On a happier note, there is this guy I'm interested in... and he has asked me out to go on a sort of date. I'm really happy. He seems my type. Kind of a badass but sweet and gentlemanly like at the same time. We have a butch in common. Hes really cool and hes a writer!!! :) I'm not sure where its going but, I'm interested. :)
"If there's a book you really want to read, but it hasn't been written yet, then you must write it." -Toni Morrison
Just me
Monday, June 18, 2012
Tuesday, June 12, 2012
Coming To A Close
Things are coming to a close. Such as the school year. I'm starting exams on Friday and after that I will no longer be a freshman and will be a sophomore-to-be.

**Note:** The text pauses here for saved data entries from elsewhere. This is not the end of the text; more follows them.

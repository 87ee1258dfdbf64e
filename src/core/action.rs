//! Actions returned by input handling for the main loop to perform

#[derive(Debug, Clone, PartialEq, Eq)]
pub enum NotifyLevel {
    Info,
    Warn,
    Error,
}

#[derive(Debug, Clone, PartialEq, Eq)]
pub enum Action {
    /// Nothing further to do.
    None,
    /// Show a message on the status line.
    Notify(String, NotifyLevel),
    /// Put text on the system clipboard.
    Copy(String),
    /// Leave the application.
    Quit,
}
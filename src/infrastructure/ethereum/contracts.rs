//! Contract access facade
//!
//! `ContractClient` is the single typed gateway to the two contract
//! families: the `CryptoFundRacing` factory and the `Pool` campaign
//! instances it creates. Pool bindings are created lazily and cached per
//! address; the cache lives and dies with the client, so reconfiguring the
//! provider/signer drops every stale binding at once.

use std::collections::HashMap;

use alloy::providers::{DynProvider, Provider};
use alloy::sol;
use alloy_primitives::{address, utils::parse_ether, Address, TxHash, U256};
use chrono::{DateTime, Utc};
use serde::Deserialize;

use crate::domain::units::wei_to_eth_string;
use crate::domain::{Campaign, PoolSummary};
use crate::infrastructure::ethereum::error::{ChainError, ChainResult};

sol! {
    #[sol(rpc)]
    interface CryptoFundRacing {
        function createPool(
            uint256 goal,
            uint256 durationInHours,
            string socialLink,
            string purpose,
            string imageUrl
        ) external returns (address pool);
        function getAllPools() external view returns (address[] memory);
        function getPoolsByOwner(address owner) external view returns (address[] memory);
    }

    #[sol(rpc)]
    interface Pool {
        function contribute() external payable;
        function withdraw() external;
        function withdrawTo(address to) external;
        function refund() external;
        function getPoolInfo()
            external
            view
            returns (
                address owner,
                uint256 goal,
                uint256 deadline,
                uint256 totalContributed,
                string memory socialLink,
                string memory purpose,
                string memory imageUrl
            );
        function getIsFinished() external view returns (bool);
        function contributions(address contributor) external view returns (uint256);
    }
}

/// Chain ids with a recorded factory deployment.
pub const BASE_MAINNET_CHAIN_ID: u64 = 8453;
pub const SEPOLIA_CHAIN_ID: u64 = 11155111;

/// Sentinel for networks whose deployment has not been recorded yet.
pub const UNSET_ADDRESS: Address = Address::ZERO;

/// Local development deployment.
pub const LOCAL_FACTORY: Address = address!("131ce2c464E60649CBC27df91F1C3dcEe158Bb93");

/// Static chain-id -> factory address table. Deployed addresses for public
/// networks land here; unrecognized chains fall back to the local address.
pub fn factory_address(chain_id: u64) -> Address {
    match chain_id {
        BASE_MAINNET_CHAIN_ID => UNSET_ADDRESS,
        SEPOLIA_CHAIN_ID => UNSET_ADDRESS,
        _ => LOCAL_FACTORY,
    }
}

/// How a batch campaign fetch treats a single pool's failure.
#[derive(Debug, Clone, Copy, Default, PartialEq, Eq, Deserialize)]
#[serde(rename_all = "kebab-case")]
pub enum FetchMode {
    /// Drop the failing pool and keep the rest (counted and reported).
    #[default]
    BestEffort,
    /// Abort the whole batch on the first failure.
    FailFast,
}

/// Result of a batch campaign fetch.
#[derive(Debug, Clone)]
pub struct CampaignBatch {
    pub campaigns: Vec<Campaign>,
    /// Pools whose detail fetch failed in best-effort mode.
    pub skipped: usize,
}

pub struct ContractClient {
    provider: DynProvider,
    signer: Option<Address>,
    chain_id: u64,
    factory_address: Address,
    factory: CryptoFundRacing::CryptoFundRacingInstance<DynProvider>,
    pools: HashMap<Address, Pool::PoolInstance<DynProvider>>,
}

impl ContractClient {
    /// Bind the factory to the given provider/signer pair. The factory
    /// address comes from the static table keyed by the provider's chain id
    /// unless the config override wins.
    pub async fn configure(
        provider: DynProvider,
        signer: Option<Address>,
        factory_override: Option<Address>,
    ) -> ChainResult<Self> {
        let chain_id = provider.get_chain_id().await?;
        let factory_addr = factory_override.unwrap_or_else(|| factory_address(chain_id));
        let factory = CryptoFundRacing::new(factory_addr, provider.clone());
        Ok(Self {
            provider,
            signer,
            chain_id,
            factory_address: factory_addr,
            factory,
            pools: HashMap::new(),
        })
    }

    pub fn chain_id(&self) -> u64 {
        self.chain_id
    }

    pub fn factory_addr(&self) -> Address {
        self.factory_address
    }

    pub fn is_factory_configured(&self) -> bool {
        self.factory_address != UNSET_ADDRESS
    }

    pub fn signer_address(&self) -> Option<Address> {
        self.signer
    }

    fn require_signer(&self) -> ChainResult<Address> {
        self.signer.ok_or(ChainError::NotConnected)
    }

    /// One binding per pool, lazily created and cached by address.
    fn pool(&mut self, address: Address) -> Pool::PoolInstance<DynProvider> {
        self.pools
            .entry(address)
            .or_insert_with(|| Pool::new(address, self.provider.clone()))
            .clone()
    }

    // --- factory operations ---

    /// Create a pool and wait for the transaction to land.
    pub async fn create_pool(
        &self,
        goal_eth: &str,
        duration_hours: u64,
        social_link: &str,
        purpose: &str,
        image_url: &str,
    ) -> ChainResult<TxHash> {
        self.require_signer()?;
        let goal_wei = parse_amount(goal_eth)?;
        let hash = self
            .factory
            .createPool(
                goal_wei,
                U256::from(duration_hours),
                social_link.to_string(),
                purpose.to_string(),
                image_url.to_string(),
            )
            .send()
            .await?
            .watch()
            .await?;
        Ok(hash)
    }

    pub async fn get_all_pools(&self) -> ChainResult<Vec<Address>> {
        Ok(self.factory.getAllPools().call().await?)
    }

    pub async fn get_pools_by_owner(&self, owner: Address) -> ChainResult<Vec<Address>> {
        Ok(self.factory.getPoolsByOwner(owner).call().await?)
    }

    // --- pool operations ---

    pub async fn contribute_to_pool(
        &mut self,
        pool: Address,
        amount_eth: &str,
    ) -> ChainResult<TxHash> {
        self.require_signer()?;
        let amount = parse_amount(amount_eth)?;
        let binding = self.pool(pool);
        let hash = binding.contribute().value(amount).send().await?.watch().await?;
        Ok(hash)
    }

    pub async fn withdraw_from_pool(&mut self, pool: Address) -> ChainResult<TxHash> {
        self.require_signer()?;
        let binding = self.pool(pool);
        let hash = binding.withdraw().send().await?.watch().await?;
        Ok(hash)
    }

    pub async fn withdraw_to_from_pool(&mut self, pool: Address, to: Address) -> ChainResult<TxHash> {
        self.require_signer()?;
        let binding = self.pool(pool);
        let hash = binding.withdrawTo(to).send().await?.watch().await?;
        Ok(hash)
    }

    pub async fn refund_from_pool(&mut self, pool: Address) -> ChainResult<TxHash> {
        self.require_signer()?;
        let binding = self.pool(pool);
        let hash = binding.refund().send().await?.watch().await?;
        Ok(hash)
    }

    /// Two read calls composed into one summary.
    pub async fn get_pool_details(&mut self, pool: Address) -> ChainResult<PoolSummary> {
        let binding = self.pool(pool);
        fetch_summary(pool, binding).await
    }

    /// The contributor's recorded contribution, as a decimal ETH string.
    pub async fn get_contribution(
        &mut self,
        pool: Address,
        contributor: Address,
    ) -> ChainResult<String> {
        let binding = self.pool(pool);
        let wei = binding.contributions(contributor).call().await?;
        Ok(wei_to_eth_string(wei))
    }

    pub async fn is_deadline_passed(&mut self, pool: Address) -> ChainResult<bool> {
        Ok(self.get_pool_details(pool).await?.deadline_passed(Utc::now()))
    }

    pub async fn can_withdraw(&mut self, pool: Address, candidate: Address) -> ChainResult<bool> {
        Ok(self.get_pool_details(pool).await?.can_withdraw(candidate))
    }

    pub async fn can_refund(&mut self, pool: Address) -> ChainResult<bool> {
        Ok(self.get_pool_details(pool).await?.can_refund(Utc::now()))
    }

    /// Enumerate pools and fetch every summary concurrently. Per-pool
    /// failures are isolated or fatal depending on the mode.
    pub async fn fetch_campaigns(&mut self, mode: FetchMode) -> ChainResult<CampaignBatch> {
        let addresses = self.get_all_pools().await?;
        let bindings: Vec<_> = addresses
            .into_iter()
            .map(|address| (address, self.pool(address)))
            .collect();

        let results = futures::future::join_all(
            bindings
                .into_iter()
                .map(|(address, binding)| fetch_summary(address, binding)),
        )
        .await;

        let mut campaigns = Vec::new();
        let mut skipped = 0;
        for result in results {
            match result {
                Ok(summary) => campaigns.push(Campaign::from_summary(summary)),
                Err(err) => match mode {
                    FetchMode::FailFast => return Err(err),
                    FetchMode::BestEffort => skipped += 1,
                },
            }
        }
        Ok(CampaignBatch { campaigns, skipped })
    }
}

async fn fetch_summary(
    address: Address,
    binding: Pool::PoolInstance<DynProvider>,
) -> ChainResult<PoolSummary> {
    let info = binding.getPoolInfo().call().await?;
    let is_finished = binding.getIsFinished().call().await?;

    Ok(PoolSummary {
        address,
        owner: info.owner,
        goal_wei: info.goal,
        total_contributed_wei: info.totalContributed,
        deadline: seconds_to_utc(info.deadline),
        social_link: info.socialLink,
        purpose: info.purpose,
        image_url: info.imageUrl,
        is_finished,
    })
}

/// On-chain deadlines are unix seconds; out-of-range values saturate.
fn seconds_to_utc(seconds: U256) -> DateTime<Utc> {
    let secs = u64::try_from(seconds).unwrap_or(u64::MAX);
    let secs = i64::try_from(secs).unwrap_or(i64::MAX);
    DateTime::from_timestamp(secs, 0).unwrap_or(DateTime::<Utc>::MAX_UTC)
}

fn parse_amount(value: &str) -> ChainResult<U256> {
    parse_ether(value.trim())
        .map_err(|err| ChainError::Transport(format!("invalid ETH amount '{value}': {err}")))
}

#[cfg(test)]
mod tests {
    use super::*;

    #[test]
    fn test_factory_address_table() {
        // Public networks are unset until a deployment is recorded; anything
        // else falls back to the local dev address.
        assert_eq!(factory_address(BASE_MAINNET_CHAIN_ID), UNSET_ADDRESS);
        assert_eq!(factory_address(SEPOLIA_CHAIN_ID), UNSET_ADDRESS);
        assert_eq!(factory_address(31337), LOCAL_FACTORY);
        assert_eq!(factory_address(1), LOCAL_FACTORY);
    }

    #[test]
    fn test_seconds_to_utc() {
        let deadline = seconds_to_utc(U256::from(1_700_000_000u64));
        assert_eq!(deadline.timestamp(), 1_700_000_000);

        // Absurd on-chain values must not panic.
        let far = seconds_to_utc(U256::MAX);
        assert!(far > Utc::now());
    }

    #[test]
    fn test_parse_amount_rejects_garbage() {
        assert!(parse_amount("1.5").is_ok());
        assert!(matches!(
            parse_amount("lots"),
            Err(ChainError::Transport(_))
        ));
    }
}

I am nervous for the exams, but I think I will be fine. Another thing that is coming to a close is some of my friendships with people. My best friend is moving to go to a good school in Denmark. I don't want to loose her, but I know she will be happy in her new school. There are many others. But, this lets new things come in. This summer, after school has ended, I'm going to see my family in the states. I haven't seen them for 2 years. Next year, I am going to be 16. I will make new friends. Plus, I have been so confused with this boy all year, and I have tried to convince myself he is just my friend. I have done this successfully, but still, my heart still sometimes stirs. Turns out he is moving to Shanghai. Yes, I am sad that he won't be around anymore, because he was a good friend... but in him moving, it can let someone else in... whom I have already met, and am interested. See, it's true. When a door closes something else opens. Sometimes, it's a window, sometimes it a giant hole in the wall and sometimes, it's another door. :)
Saturday, June 2, 2012
A Girl's Best Friend.
Everyone says, that a girl's best friend is chocolate. This has become the stereotype. But, while I do love some chocolate once in a while, for me... my best friends (that are objects) are books and candy :). Once a month, for two days, the cramps are ever present. I do take medicine, but sometimes it doesn't work. So, someone reads out loud or I read a book, to help my body relax around the pain and to take my mind off it. Because, after the pain has subsided (because the pill is finally working), I fall asleep. I sleep because, my body is tired after the ordeal it's just been through. And then my dreams are then filled with wonderful dreams, instead of nightmares of pain. The candy comes in, when I'm feeling sad or down, I don't go for chocolate, I go for candy. It's delicious and sweet. I absolutely LOVE it. Plus, I have cravings for sweet things often, so I turn to candy. While chocolate can be sweet, it just isn't the same thing. That is why these two things are MY best friends. :)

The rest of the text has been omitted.